Nishiwaki supports the judgement that the Fo mu jing is an "apocryphon", based upon the fact that (a) it centres on themes of filial piety (37); and (b) in one group of variants, one of six ominous dreams contains Chinese content --- a "hoarfrost in May", the locus classicus of which, as a bad omen, is found in traditions about the Warring States Yinyang and Five Phases specialist Zou Yan 鄒衍, for which Tsuneki cites the Yiwen leiju 藝文類聚 of Ouyang Xun 歐陽詢.

In the Taishō, the Fo mu jing is represented by T2919, taken from S. 2084. However, 26 manuscripts of the text from Dunhuang are known. (In CBETA, Li's edition of 1995, which is based upon 16 manuscripts, has now also been digitised as ZW 15.) Following Li (1995), Nishiwaki divides these versions of the text into four main groups. He lists the 16 witnesses studied by Li, divided into these groups (32-33), before adding: four more Russian manuscripts, which he edits and reproduces (33-36); a single manuscript found at Turfan and kept in the collection at Berlin (36-37); and a manuscript, possibly (following the analysis of Franke) dating to the Ming, held at the Bayerischen Staatsbibliothek (40-42). (The Bayern manuscript was found among 11 texts originally concealed inside a Buddha statue; the statue was in the collection of a Hamburg collector, but the statue fell apart because of water damage during a flood of the Elbe in 1962, revealing the cache of printed texts and manuscripts.)
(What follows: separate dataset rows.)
//! Global stop, resume and degrade switches.
//!
//! Every operation is a best-effort sweep over a fixed key list: a failed write
//! is logged and recorded in the [`SweepReport`], and the sweep moves on to the
//! next key. Operations are idempotent because each write is an upsert of a
//! constant value.

use crate::{
    error::FlagWriteError,
    store::{self, FlagStore},
};
use lynx_core::{ControlFlag, GLOBAL_SCOPE, keys, now_ms};
use lynx_protocol::{ControlAction, ControlChanged, ControlStatus, Envelope, FlagEntry, MessageKind};
use serde::Serialize;
use serde_json::{Value, json};
use std::sync::Arc;
use tokio::sync::broadcast;
use tracing::{error, info, warn};

#[derive(Debug, Clone, Serialize)]
pub struct SweepReport {
    pub action: ControlAction,
    pub applied: Vec<String>,
    pub failed: Vec<FlagWriteError>,
}

impl SweepReport {
    fn new(action: ControlAction) -> Self {
        Self { action, applied: Vec::new(), failed: Vec::new() }
    }

    #[must_use]
    pub fn is_clean(&self) -> bool {
        self.failed.is_empty()
    }
}

#[derive(Clone)]
pub struct EmergencyControl {
    store: Arc<dyn FlagStore>,
    owner: String,
    events: Option<broadcast::Sender<Envelope>>,
}

impl EmergencyControl {
    pub fn new(store: Arc<dyn FlagStore>, owner: impl Into<String>) -> Self {
        Self { store, owner: owner.into(), events: None }
    }

    #[must_use]
    pub fn with_events(mut self, events: broadcast::Sender<Envelope>) -> Self {
        self.events = Some(events);
        self
    }

    pub async fn stop(&self, reason: Option<&str>) -> SweepReport {
        let mut writes = vec![
            (keys::EMERGENCY_STOP.to_string(), json!(true)),
            (keys::AUTONOMOUS_ENABLED.to_string(), json!(false)),
        ];
        writes.extend(keys::autonomy_feature_keys().into_iter().map(|key| (key, json!(false))));
        self.sweep(ControlAction::Stop, writes, reason).await
    }

    /// Clears the stop. Per-portal switches stay off until re-enabled individually.
    pub async fn resume(&self, reason: Option<&str>) -> SweepReport {
        let writes = vec![
            (keys::EMERGENCY_STOP.to_string(), json!(false)),
            (keys::AUTONOMOUS_ENABLED.to_string(), json!(true)),
        ];
        self.sweep(ControlAction::Resume, writes, reason).await
    }

    pub async fn degrade(&self, reason: Option<&str>) -> SweepReport {
        let writes = vec![
            (keys::MAX_CONCURRENCY.to_string(), json!(keys::DEGRADED_MAX_CONCURRENCY)),
            (keys::REPLAY_BUDGET_PER_5M.to_string(), json!(keys::DEGRADED_REPLAY_BUDGET_PER_5M)),
        ];
        self.sweep(ControlAction::Degrade, writes, reason).await
    }

    pub async fn status(&self) -> ControlStatus {
        let mut status = ControlStatus::default();
        for key in keys::status_keys() {
            match self.store.get(key, GLOBAL_SCOPE).await {
                Ok(Some(flag)) => status.flags.push(FlagEntry::from(flag)),
                Ok(None) => status.flags.push(FlagEntry::missing(key)),
                Err(err) => {
                    warn!(%key, error = %err, "failed to read control flag");
                    status.flags.push(FlagEntry::missing(key));
                    status.errors.push(format!("{key}: {err}"));
                }
            }
        }
        status
    }

    async fn sweep(
        &self,
        action: ControlAction,
        writes: Vec<(String, Value)>,
        reason: Option<&str>,
    ) -> SweepReport {
        let mut report = SweepReport::new(action);
        let reason = reason.map(str::to_string);

        for (key, value) in writes {
            let flag = ControlFlag::global(key.clone(), value, reason.clone(), self.owner.clone());
            match self.store.upsert(flag).await {
                Ok(()) => report.applied.push(key),
                Err(err) => {
                    error!(%key, action = action.as_str(), error = %err, "control flag write failed, continuing sweep");
                    report.failed.push(FlagWriteError { key, message: err.to_string() });
                }
            }
        }

        info!(
            action = action.as_str(),
            applied = report.applied.len(),
            failed = report.failed.len(),
            "control sweep finished"
        );

        if let Some(events) = &self.events {
            let changed = ControlChanged {
                action,
                applied: report.applied.len(),
                failed: report.failed.len(),
            };
            let _ = events.send(Envelope::new(
                self.owner.clone(),
                MessageKind::ControlChanged(changed),
                now_ms(),
            ));
        }

        report
    }
}

#[derive(Debug, Clone, Copy, PartialEq, Eq)]
pub struct DispatchGate {
    pub emergency_stop: bool,
    pub autonomous_enabled: bool,
    pub max_concurrency: Option<usize>,
}

impl DispatchGate {
    /// Reads the gate flags. Unreadable stop flags fail safe to "stopped".
    pub async fn read(store: &dyn FlagStore) -> Self {
        let emergency_stop = match store::read_bool(store, keys::EMERGENCY_STOP).await {
            Ok(value) => value.unwrap_or(false),
            Err(err) => {
                warn!(error = %err, "emergency stop flag unreadable, treating as stopped");
                true
            }
        };
        let autonomous_enabled = match store::read_bool(store, keys::AUTONOMOUS_ENABLED).await {
            Ok(value) => value.unwrap_or(true),
            Err(err) => {
                warn!(error = %err, "autonomy flag unreadable, treating as disabled");
                false
            }
        };
        let max_concurrency = match store::read_u64(store, keys::MAX_CONCURRENCY).await {
            Ok(value) => value.map(|cap| cap as usize),
            Err(err) => {
                warn!(error = %err, "concurrency cap unreadable, using configured limit");
                None
            }
        };

        Self { emergency_stop, autonomous_enabled, max_concurrency }
    }

    #[must_use]
    pub fn allows_dispatch(&self) -> bool {
        !self.emergency_stop && self.autonomous_enabled
    }

    /// `agents.maxConcurrency` only ever lowers the configured limit.
    #[must_use]
    pub fn concurrency(&self, configured: usize) -> usize {
        self.max_concurrency.map_or(configured, |cap| cap.min(configured)).max(1)
    }
}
Nishiwaki (2007) presents much the same information and analyses in Japanese.

Entry author: Michael Radich

Edit

No

[Longxing si catalogue]  Longxing si linian buzang jinglu 龍興寺歷年補藏經錄 P. 3010 — as cited in Nishiwaki (2006): 42 n. 21

According to Nishiwaki, the Longxing si catalogue contains an entry for the Fo mu jing dated 818, which is the earliest known mention of the text.